▶ **Task to complete**:
Word for word, restate the entries below from their first line through the line that contains "under the License.".

▶ **Input**:
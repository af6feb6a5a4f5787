// Copyright 2025 Rheostat Contributors
//
// Licensed under the Apache License, Version 2.0 (the "License");
// you may not use this file except in compliance with the License.
// You may obtain a copy of the License at
//
//     http://www.apache.org/licenses/LICENSE-2.0
//
// Unless required by applicable law or agreed to in writing, software
// distributed under the License is distributed on an "AS IS" BASIS,
// WITHOUT WARRANTIES OR CONDITIONS OF ANY KIND, either express or implied.
// See the License for the specific language governing permissions and
// limitations under the License.

use integration_tests::{exc_key, TestEnvironment, THREE_MODES_RECIPE};
use std::time::Duration;
use test_r::test;

#[test]
async fn a_missed_cps_goal_raises_a_full_goal_gap() -> anyhow::Result<()> {
    let env = TestEnvironment::start(&[("demo", THREE_MODES_RECIPE)]).await?;
    let runtime = env.connect("worker", 100).await?;
    let exc = runtime.register("main", "demo").await?;
    exc.enable().await?;
    exc.get_working_mode().await?;

    // Goal 30..60 cycles per second, delivered: 20. The gap saturates at
    // +100% once the post-reconfiguration rearm window has passed.
    exc.set_cps_goal(30.0, 60.0);
    let key = exc_key(100, 0);
    let mut notified = false;
    for _ in 0..40 {
        exc.pre_run();
        tokio::time::sleep(Duration::from_millis(50)).await;
        exc.post_run().await?;
        if let Some(statistics) = env.services().applications.statistics(key) {
            if statistics.notifications > 0 {
                notified = true;
                break;
            }
        }
    }
    assert!(notified, "no runtime profile notification arrived");

    // Give the daemon a beat to store the profile.
    tokio::time::sleep(Duration::from_millis(100)).await;
    let descriptor = env.services().applications.get(key)?;
    let profile = descriptor.runtime().profile;
    assert!(profile.valid);
    assert_eq!(profile.goal_gap, 100);
    assert!(profile.cycle_time_ms >= 45);

    env.shutdown().await
}

#[test]
async fn the_cps_cap_paces_fast_cycles() -> anyhow::Result<()> {
    let env = TestEnvironment::start(&[("demo", THREE_MODES_RECIPE)]).await?;
    let runtime = env.connect("worker", 100).await?;
    let exc = runtime.register("main", "demo").await?;
    exc.enable().await?;
    exc.get_working_mode().await?;

    // Cycles of ~5 ms capped to 20 per second.
    exc.set_cps(20.0);
    for _ in 0..10 {
        exc.pre_run();
        tokio::time::sleep(Duration::from_millis(5)).await;
        exc.post_run().await?;
    }
    let observed = exc.get_cps();
    assert!(
        (15.0..=22.0).contains(&observed),
        "expected the observed rate near 20 cps, got {observed:.1}"
    );

    env.shutdown().await
}

#[test]
async fn an_explicit_goal_gap_is_bounded_and_forwarded() -> anyhow::Result<()> {
    let env = TestEnvironment::start(&[("demo", THREE_MODES_RECIPE)]).await?;
    let runtime = env.connect("worker", 100).await?;
    let exc = runtime.register("main", "demo").await?;
    exc.enable().await?;
    exc.get_working_mode().await?;

    // Out-of-range assertions are clamped before forwarding.
    exc.set_explicit_goal_gap(250);
    let key = exc_key(100, 0);
    let mut profile = None;
    for _ in 0..40 {
        exc.pre_run();
        tokio::time::sleep(Duration::from_millis(50)).await;
        exc.post_run().await?;
        let descriptor = env.services().applications.get(key)?;
        let current = descriptor.runtime().profile;
        if current.valid {
            profile = Some(current);
            break;
        }
    }
    let profile = profile.expect("no profile notification arrived");
    assert_eq!(profile.goal_gap, 100);

    env.shutdown().await
}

▶ **Solved problem**:
repository af6feb6a5a4f5787
// Copyright 2025 Rheostat Contributors
//
// Licensed under the Apache License, Version 2.0 (the "License");
// you may not use this file except in compliance with the License.
// You may obtain a copy of the License at
//
//     http://www.apache.org/licenses/LICENSE-2.0
//
// Unless required by applicable law or agreed to in writing, software
// distributed under the License is distributed on an "AS IS" BASIS,
// WITHOUT WARRANTIES OR CONDITIONS OF ANY KIND, either express or implied.
// See the License for the specific language governing permissions and
// limitations under the License.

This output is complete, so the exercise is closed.